O blog da Érika é o tricotandoarte.blogspot.com


6 Comentários:

Erika Nascimento disse...

Obrigada Josy!!!
Adorei a matéria...

Agradeço também pela participação durante a gravação ontem embaixo do sol da manhã na Feira.
Vamos mostrar o quê existe em Belford-Roxo. Que têm cultura aqui, memória e deve ser preservada.

Vagner Nascimento disse...

Quanto custava o caldo de cana? Dá pra pedir por telefone? :) Muito boa a matéria, parabéns pra Erika e pra Josy pelo texto.

Anti Cinema disse...

Vwndo uma casa no Farrula.

Então...Muito legal e importante tua iniciativa, menina...Você deveria ter conversado também, com o senhor que vende artigos de até 1,99...Coisitas tais como: pregadores de cabeça (piranhas), pregadores de varal, lixas e todo tipo de buginganga para mulheres e para o lar...O que é interessante nele é o jargão...Que ando usando aqui em casa, para deleite de meus sobrinhos - Aindaaaaaaaaaaaa têeeemmmmm...Tem sim...Pregadooor pra roupa naummmmm cairrrrrr do varal - sui generis é o jargão e sua voz...Mas impagável mesmo é a sua iniciativa...

Os migrantes nordestinos, que chegaram a Baixada Fluminense, aos montes (principalmente em D. caxias, Belford Roxo e Nova Iguaçu), eram os trabalhadores das feiras (que remontam as atividades de muleiros que atravessavam rios e matas - dominados pelos jacutingas, quer sejam os escravos fugidos e malocados em mocambos quer sejam os nativos e autoctones habitantes da região, os indigenas jacutingas - para levar produtos agrícolas aqui produzidos) que passaram a habitar a beira do rio botas...Alí pertinho do final da feira - as ruas margem esquerda e direita - que de tanto ouvirem seu forrozinho...Acabaram por influenciar a galerinha da região a fazer musica que evoluiu até o Reggae, dando origem ao Cidade Negra (Lumiar) e ao Negril (KMD5)...

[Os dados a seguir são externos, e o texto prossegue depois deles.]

//! Outbound connection state machine.
//!
//! # Responsibilities
//! - Connect to the backend, or to a proxy and tunnel through it with CONNECT
//! - Upgrade to TLS, verify the peer and optionally its pinned public key
//! - Serialize request/response exchanges on one transport
//! - Retry a failed request once over a fresh connection
//! - Suspend itself after sustained failure and probe for recovery
//!
//! # States
//! ```text
//! Uninitialized → Connecting → [Tunneling] → [Handshaking → VerifyingCert] → Active ⇄ Suspended
//! any state → Closed (timeout / parse error sets should_close) → Connecting
//! ```
//!
//! # Design Decisions
//! - The transport lives behind a FIFO `tokio::sync::Mutex`; requests on one
//!   connection are handled in submission order
//! - `should_close` is readable without the transport lock so the pool can evict
//! - Suspension bookkeeping sits behind a `std::sync::Mutex` never held across `.await`

use std::collections::BTreeMap;
use std::io;
use std::path::Path;
use std::sync::atomic::{AtomicBool, AtomicU64, Ordering};
use std::sync::{Arc, MutexGuard, PoisonError};
use std::time::Duration;

use rustls::ClientConfig;
use tokio::io::{AsyncRead, AsyncReadExt, AsyncWrite, AsyncWriteExt};
use tokio::net::TcpStream;
use tokio::time::Instant;
use tokio_rustls::client::TlsStream;
use tokio_util::sync::CancellationToken;

use crate::context::MessagingContext;
use crate::error::{MessagingError, TimeoutKind, TlsError};
use crate::http::{HttpMethod, HttpRequest, HttpResponse, HttpResponseParser, HttpStatusCode, RequestTarget};
use crate::net::key::ConnectionKey;
use crate::net::metadata::{ClientAuth, ConnectionFlags, MessageMetadata, ProxySettings};
use crate::net::tls::{self, TlsOptions};
use crate::net::transport::Transport;
use crate::observability::{metrics, printout};
use crate::resilience::timeouts::{self, ReceiveDeadlines};
use crate::resilience::{Suspension, SuspensionReason, SuspensionStatus};

const READ_BUFFER_SIZE: usize = 4096;

/// Global counter for connection IDs.
static CONNECTION_ID_COUNTER: AtomicU64 = AtomicU64::new(1);

/// Unique identifier of a connection, for log correlation.
#[derive(Debug, Clone, Copy, PartialEq, Eq, Hash)]
pub struct ConnectionId(u64);

impl ConnectionId {
    fn next() -> Self {
        Self(CONNECTION_ID_COUNTER.fetch_add(1, Ordering::Relaxed))
    }
}

impl std::fmt::Display for ConnectionId {
    fn fmt(&self, f: &mut std::fmt::Formatter<'_>) -> std::fmt::Result {
        write!(f, "conn-{}", self.0)
    }
}

/// Result of one connect attempt.
#[derive(Debug)]
enum ConnectOutcome {
    Success(TcpStream),
    /// Transient; try again until the connect deadline.
    ShouldRetry(io::Error),
    ShouldNotRetry(io::Error),
}
//! Short-lived cache of backend GET responses, keyed by URI.

use std::time::Duration;

use dashmap::DashMap;
use tokio::time::Instant;

use crate::http::HttpResponse;

#[derive(Debug, Clone)]
struct CachedResponse {
    response: HttpResponse,
    expires_at: Instant,
}

#[derive(Debug)]
pub struct ResponseCache {
    entries: DashMap<String, CachedResponse>,
    ttl: Duration,
}

impl ResponseCache {
    pub fn new(ttl: Duration) -> Self {
        Self {
            entries: DashMap::new(),
            ttl,
        }
    }

    /// The cached response for `uri`, dropping it if expired.
    pub fn get(&self, uri: &str) -> Option<HttpResponse> {
        let now = Instant::now();
        let hit = self.entries.get(uri).map(|entry| {
            if entry.expires_at > now {
                Some(entry.response.clone())
            } else {
                None
            }
        })?;
        if hit.is_none() {
            self.entries.remove_if(uri, |_, entry| entry.expires_at <= now);
        }
        hit
    }

    pub fn insert(&self, uri: &str, response: HttpResponse) {
        if self.ttl.is_zero() {
            return;
        }
        self.purge_expired();
        self.entries.insert(
            uri.to_string(),
            CachedResponse {
                response,
                expires_at: Instant::now() + self.ttl,
            },
        );
    }

    /// Drop every expired entry.
    pub fn purge_expired(&self) {
        let now = Instant::now();
        self.entries.retain(|_, entry| entry.expires_at > now);
    }

    pub fn len(&self) -> usize {
        self.entries.len()
    }

    pub fn is_empty(&self) -> bool {
        self.entries.is_empty()
    }
}
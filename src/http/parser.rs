//! Incremental HTTP/1.1 response decoder.
//!
//! # States
//! ```text
//! AwaitingStatusLine → AwaitingHeaders → AwaitingBody → Complete
//!          └──────────────┴──────────────────┴──→ Error (terminal, sticky)
//! ```
//!
//! Bytes are appended to an internal buffer on every call and each unfinished
//! stage is retried, so input may be fragmented arbitrarily.

use std::collections::HashMap;

use crate::error::ProtocolError;
use crate::http::{HttpResponse, HttpStatusCode};

const CRLF: &[u8] = b"\r\n";
const STATUS_PREFIX: &[u8] = b"HTTP/1.";
const CHUNKED_TERMINATOR: &[u8] = b"0\r\n\r\n";
/// Offset of the 3-digit code in `HTTP/1.x NNN`.
const STATUS_CODE_OFFSET: usize = 9;

#[derive(Debug, Clone, Copy, PartialEq, Eq)]
pub enum ParserState {
    AwaitingStatusLine,
    AwaitingHeaders,
    AwaitingBody,
    Complete,
    Error,
}

#[derive(Debug)]
pub struct HttpResponseParser {
    state: ParserState,
    status: Option<HttpStatusCode>,
    headers: Option<HashMap<String, String>>,
    body: Vec<u8>,
    raw: Vec<u8>,
    error: Option<ProtocolError>,
}

impl HttpResponseParser {
    pub fn new() -> Self {
        Self {
            state: ParserState::AwaitingStatusLine,
            status: None,
            headers: None,
            body: Vec::new(),
            raw: Vec::new(),
            error: None,
        }
    }

    pub fn state(&self) -> ParserState {
        self.state
    }

    pub fn has_reached_error(&self) -> bool {
        self.state == ParserState::Error
    }

    /// Feed more bytes.
    ///
    /// Returns `Ok(None)` while the response is incomplete, `Ok(Some(_))` once it
    /// is complete, and the same error on every call after a protocol violation.
    /// `is_connect` marks the reply to a proxy CONNECT request, whose 200 carries
    /// no body.
    pub fn parse(&mut self, data: &[u8], is_connect: bool) -> Result<Option<HttpResponse>, ProtocolError> {
        if let Some(err) = &self.error {
            return Err(err.clone());
        }
        if self.state != ParserState::Complete {
            self.raw.extend_from_slice(data);
        }

        match self.advance(is_connect) {
            Ok(response) => Ok(response),
            Err(err) => {
                tracing::debug!(error = %err, "Failed to parse HTTP response");
                self.state = ParserState::Error;
                self.error = Some(err.clone());
                Err(err)
            }
        }
    }

    fn advance(&mut self, is_connect: bool) -> Result<Option<HttpResponse>, ProtocolError> {
        if self.state == ParserState::AwaitingStatusLine {
            if !self.parse_status_line()? {
                return Ok(None);
            }
            self.state = ParserState::AwaitingHeaders;
        }

        if self.state == ParserState::AwaitingHeaders {
            if !self.parse_headers()? {
                return Ok(None);
            }
            self.state = ParserState::AwaitingBody;
        }

        if self.state == ParserState::AwaitingBody {
            if !self.parse_body(is_connect)? {
                return Ok(None);
            }
            self.state = ParserState::Complete;
        }

        Ok(Some(HttpResponse::with_headers(
            self.status.unwrap_or(HttpStatusCode::Unknown),
            self.body.clone(),
            self.headers.clone().unwrap_or_default(),
        )))
    }

    fn parse_status_line(&mut self) -> Result<bool, ProtocolError> {
        let Some(end) = find(&self.raw, CRLF) else {
            let probe = &self.raw[..self.raw.len().min(STATUS_PREFIX.len())];
            if !STATUS_PREFIX.starts_with(probe) {
                return Err(ProtocolError::StatusLine(format!(
                    "'{}' is not a status line",
                    String::from_utf8_lossy(probe)
                )));
            }
            return Ok(false);
        };

        let line = String::from_utf8_lossy(&self.raw[..end]).into_owned();
        self.raw.drain(..end + CRLF.len());

        if !line.contains("HTTP/1.") {
            return Err(ProtocolError::StatusLine(format!("status code not found in '{line}'")));
        }

        let code = line
            .get(STATUS_CODE_OFFSET..STATUS_CODE_OFFSET + 3)
            .filter(|digits| digits.bytes().all(|b| b.is_ascii_digit()))
            .and_then(|digits| digits.parse::<u16>().ok())
            .ok_or_else(|| ProtocolError::StatusLine(format!("failed to read the status code of '{line}'")))?;

        let status = HttpStatusCode::from_code(code);
        if status == HttpStatusCode::Unknown {
            tracing::warn!(code, "Unknown HTTP status code");
        }
        self.status = Some(status);
        Ok(true)
    }

    /// Headers are only committed once the terminating empty line is present.
    fn parse_headers(&mut self) -> Result<bool, ProtocolError> {
        let mut headers = HashMap::new();
        let mut offset = 0;

        loop {
            let rest = &self.raw[offset..];
            let Some(end) = find(rest, CRLF) else {
                return Ok(false);
            };

            if end == 0 {
                self.raw.drain(..offset + CRLF.len());
                self.headers = Some(headers);
                return Ok(true);
            }

            let line = &rest[..end];
            let Some(colon) = line.iter().position(|b| *b == b':') else {
                return Err(ProtocolError::Header(String::from_utf8_lossy(line).into_owned()));
            };

            headers.insert(normalize(&line[..colon]), normalize(&line[colon + 1..]));
            offset += end + CRLF.len();
        }
    }

    fn parse_body(&mut self, is_connect: bool) -> Result<bool, ProtocolError> {
        let status = self.status.unwrap_or(HttpStatusCode::Unknown);
        if is_connect && status == HttpStatusCode::Ok {
            return Ok(true);
        }

        if status == HttpStatusCode::NoContent {
            if self.raw.is_empty() {
                return Ok(true);
            }
            return Err(ProtocolError::UnexpectedBody);
        }

        let header = |key: &str| self.headers.as_ref().and_then(|h| h.get(key)).cloned();

        if let Some(value) = header("content-length") {
            let expected: usize = value
                .parse()
                .map_err(|_| ProtocolError::ContentLength(value.clone()))?;

            self.body.append(&mut self.raw);
            if self.body.len() > expected {
                return Err(ProtocolError::BodyOverflow { expected });
            }
            return Ok(self.body.len() == expected);
        }

        if header("transfer-encoding").as_deref() == Some("chunked") {
            return match decode_chunked(&self.raw)? {
                Some(body) => {
                    self.body = body;
                    self.raw.clear();
                    Ok(true)
                }
                None => Ok(false),
            };
        }

        Err(ProtocolError::MissingBodyLength)
    }
}

impl Default for HttpResponseParser {
    fn default() -> Self {
        Self::new()
    }
}

/// Decode a chunked body.
///
/// Nothing is decoded until the buffer ends with the last-chunk terminator.
/// `Ok(None)` means more data is needed.
pub fn decode_chunked(data: &[u8]) -> Result<Option<Vec<u8>>, ProtocolError> {
    if !data.ends_with(CHUNKED_TERMINATOR) {
        return Ok(None);
    }

    let mut body = Vec::new();
    let mut rest = data;

    loop {
        let Some(line_end) = find(rest, CRLF) else {
            return Ok(None);
        };
        let line = String::from_utf8_lossy(&rest[..line_end]);
        // chunk extensions are ignored
        let size_field = line.split(';').next().unwrap_or_default().trim();
        let size = usize::from_str_radix(size_field, 16)
            .map_err(|_| ProtocolError::Chunked(format!("failed to convert chunk length '{line}'")))?;

        let data_start = line_end + CRLF.len();
        if size == 0 {
            if &rest[data_start..] == CRLF {
                return Ok(Some(body));
            }
            return Err(ProtocolError::Chunked("last-chunk is not the end of the body".to_string()));
        }

        let (data_end, chunk_end) = match data_start
            .checked_add(size)
            .and_then(|end| Some((end, end.checked_add(CRLF.len())?)))
        {
            Some(ends) if ends.1 <= rest.len() => ends,
            _ => return Err(ProtocolError::Chunked("chunk-size is bigger than chunk-data".to_string())),
        };
        if &rest[data_end..chunk_end] != CRLF {
            return Err(ProtocolError::Chunked("chunk-data missing final CRLF sequence".to_string()));
        }

        body.extend_from_slice(&rest[data_start..data_end]);
        rest = &rest[chunk_end..];
    }
}

fn find(haystack: &[u8], needle: &[u8]) -> Option<usize> {
    haystack.windows(needle.len()).position(|window| window == needle)
}

/// Lower-case and drop every whitespace character.
fn normalize(bytes: &[u8]) -> String {
    String::from_utf8_lossy(bytes)
        .chars()
        .filter(|c| !c.is_whitespace())
        .flat_map(char::to_lowercase)
        .collect()
}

Outro dado importante e tomara que te sirva: o locador das bancas era o Miguel (que mora e tem família na imediação do Hospital Infantil), depois passou para o atual locador (não sei o motivo) que tem depósito em fte a rua do Colégio Estadual Presidente Kennedy e mora algumas casas após a Igreja Nova Vida, na rua Amaral (Rua do Armazem a Feira de Areia Branca, que foi do Sr Américo e hoje é admistrado por seu filho o Zé Américo, que por sinal é pai de Historiador/professor...Ele deve ter fotos e muito a lhe dizer...

Eu, Sylvio Neto, (www.bloggdosylvioneto.blogspot.com) cansei como pessoa e como agente...Mas...Vibro com a força e a jovialidade com que te empurra nesta...

Abraços e sucesso na árdua tarefa de fazer e multiplicar cultura

Desculpe nome da rua é Jesus Castor e não Amaral
sn

Erika Nascimento disse...

Obrigada mesmo pela dica!! É de grande importância para o trabalho.
Vou entrar em contato com este senhor para fazer uma entrevista.